Dear Obama family,
As your years in the White House come to a close, I’d like to offer my gratitude for your service to our country. Thank you for sharing your lives with us, for laughing with us, mourning with us, cheering with us, and inspiring us. You have remained a blessedly normal family for eight years, even in the face of unearned criticism and name-calling. You have shown us spouses who are in love, who have each other’s backs, and who are equal partners in a solid marriage. You’ve shown us two children grown into young women in the embrace of strong and supportive role models. I’m sure that you Obama girls understand the historic accomplishments of your parents; someday, when you may yourselves be parents, you’ll understand the parental accomplishments of your mom and dad under extraordinary circumstances.
Thank you, Michelle Obama, for wearing the cloak of first lady so well. Thanks for your style and smarts. Thank you for planting that organic garden at the White House and for inviting local children to tend it, a microcosm of our need to pay attention to the health of our children and our planet. Thank you for demonstrating how to be a thoughtful member of the “sandwich generation,” the women and men who care for aging parents and growing children at the same time. And thanks for your buff arms, to which we all aspire.
President Obama, our country has witnessed truly historic social advancement on your watch. My daughter and daughter-in-law are legally married, just as legally married as my daughter and son-in-law, which would have been unthinkable even a decade ago. These civil rights have been extended to and protected for all LGBT Americans. As a card-carrying PFLAG mom, I am forever grateful for this revolution of love.
Thank you for your eloquence. After eight years of a president who seemed to find communicating in the English language to be an insurmountable challenge, your speaking patterns, both prepared and impromptu, have been coherent, intelligent and witty. I’m going to miss that. Thank you also for being literate. We book lovers have delighted in a leader who is also a reader. Going to miss that, too.
Thank you for making the hard and sometimes unpopular decisions that brought our economy back from the edge of a depression. The furlough days and layoffs in my particular field are things of the past, and I sincerely hope they stay that way. I have to tell you, after your two terms as president, I get FDR. More specifically, I get the folks who voted for FDR for a third and a fourth term, because they had been over the precipice of economic desperation, and had seen their country rebound under a steady and proactive president, as we have. I’m sad that your legacy may be undone by the coming administration. But as the saying goes, “The arc of the moral universe is long, but it bends toward justice.” May it be so.
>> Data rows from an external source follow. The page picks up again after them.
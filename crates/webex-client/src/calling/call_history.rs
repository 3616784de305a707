//! Call history for the authenticated user

use crate::rest::{QueryParams, RestSession};
use crate::Result;
use chrono::{DateTime, Utc};
use serde::{Deserialize, Serialize};
use std::sync::Arc;

const CALL_HISTORY: &str = "telephony/calls/history";

/// A placed, missed or received call
#[derive(Debug, Clone, Default, PartialEq, Eq, Serialize, Deserialize)]
#[serde(rename_all = "camelCase")]
pub struct CallHistoryRecord {
    /// Record ID
    #[serde(default)]
    pub id: String,
    /// Other party's name
    #[serde(skip_serializing_if = "Option::is_none")]
    pub name: Option<String>,
    /// Other party's number
    #[serde(skip_serializing_if = "Option::is_none")]
    pub number: Option<String>,
    /// "placed", "missed" or "received"
    #[serde(rename = "type", skip_serializing_if = "Option::is_none")]
    pub record_type: Option<String>,
    /// "inbound" or "outbound"
    #[serde(skip_serializing_if = "Option::is_none")]
    pub direction: Option<String>,
    /// Duration in seconds
    #[serde(default)]
    pub duration: u64,
    /// Start time
    #[serde(skip_serializing_if = "Option::is_none")]
    pub start_time: Option<DateTime<Utc>>,
    /// Answer time
    #[serde(skip_serializing_if = "Option::is_none")]
    pub answer_time: Option<DateTime<Utc>>,
    /// End time
    #[serde(skip_serializing_if = "Option::is_none")]
    pub end_time: Option<DateTime<Utc>>,
    /// Whether the call was a callback
    #[serde(default)]
    pub is_callback: bool,
    /// Callback number
    #[serde(skip_serializing_if = "Option::is_none")]
    pub callback_number: Option<String>,
    /// Call session ID
    #[serde(skip_serializing_if = "Option::is_none")]
    pub call_session_id: Option<String>,
    /// Whether the call was answered
    #[serde(default)]
    pub is_answered: bool,
    /// Whether the call was international
    #[serde(default)]
    pub is_international: bool,
    /// Why the call was originally redirected
    #[serde(skip_serializing_if = "Option::is_none")]
    pub original_reason: Option<CallReason>,
    /// Why the call was last redirected
    #[serde(skip_serializing_if = "Option::is_none")]
    pub redirect_reason: Option<CallReason>,
    /// Which party released the call
    #[serde(skip_serializing_if = "Option::is_none")]
    pub released_party: Option<String>,
}

/// Redirect reason
#[derive(Debug, Clone, Default, PartialEq, Eq, Serialize, Deserialize)]
pub struct CallReason {
    /// Reason text
    #[serde(default)]
    pub reason: String,
    /// Reason code
    #[serde(default)]
    pub code: String,
}

/// Filters for [`CallHistoryService::list`]
#[derive(Debug, Clone, Default)]
pub struct CallHistoryListOptions {
    /// "placed", "missed" or "received"
    pub record_type: Option<String>,
    /// Maximum number of records
    pub max: Option<u32>,
}

/// Service for `telephony/calls/history`
#[derive(Debug, Clone)]
pub struct CallHistoryService {
    session: Arc<RestSession>,
}

impl CallHistoryService {
    /// Create a call history service bound to a session
    pub fn new(session: Arc<RestSession>) -> Self {
        Self { session }
    }

    /// List call history
    pub async fn list(&self, options: &CallHistoryListOptions) -> Result<Vec<CallHistoryRecord>> {
        let mut params = QueryParams::new();
        params
            .set_opt("type", options.record_type.as_deref())
            .set_max(options.max);
        self.session.list(CALL_HISTORY, params).await
    }

    /// List placed calls
    pub async fn list_placed(&self, max: Option<u32>) -> Result<Vec<CallHistoryRecord>> {
        self.list_type("placed", max).await
    }

    /// List missed calls
    pub async fn list_missed(&self, max: Option<u32>) -> Result<Vec<CallHistoryRecord>> {
        self.list_type("missed", max).await
    }

    /// List received calls
    pub async fn list_received(&self, max: Option<u32>) -> Result<Vec<CallHistoryRecord>> {
        self.list_type("received", max).await
    }

    /// Clear the user's entire call history
    pub async fn delete_all(&self) -> Result<()> {
        self.session.delete(CALL_HISTORY).await
    }

    async fn list_type(&self, record_type: &str, max: Option<u32>) -> Result<Vec<CallHistoryRecord>> {
        let options = CallHistoryListOptions {
            record_type: Some(record_type.to_string()),
            max,
        };
        self.list(&options).await
    }
}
Thank you for the Affordable Care Act, better (and correctly) known as Obamacare. My daughters are only four examples of the Americans who benefited from the ACA. Two of them were able to remain on their father’s insurance plan until the age of 26, by which time they had finished grad school and gotten their acts together to qualify for their own health insurance plans in their new jobs. Another daughter’s husband did not have to worry about being axed from their plan because of a pre-existing bout with cancer. And the fourth, an artist, was insured for the first time in years through a state exchange. Millions of Americans are grateful for Obamacare, for your care.
Last of all, as the end of your presidency draws near, thank you for your grace in defeat. Even as the country heads in another seemingly ominous direction, you have faith in America. Thanks for your example of decency, balance and kindness, as we brace for the waves of indecency, imbalance and unkindness crashing our way. These last days are bittersweet for your supporters, but this is not goodbye. We’ll see you around campus, around the protest lines, around the op-eds, around the constitutional crises. Maybe someday we’ll see you on the Supreme Court.
In closing, I quote your thoughtful words to your daughters about the election results, and about the road forward: “What I say to them is that people are complicated … And your job as a decent human being is to constantly affirm and lift up and fight for treating people with kindness and respect and understanding.”
From the bottom of my heart, thanks. I miss you already.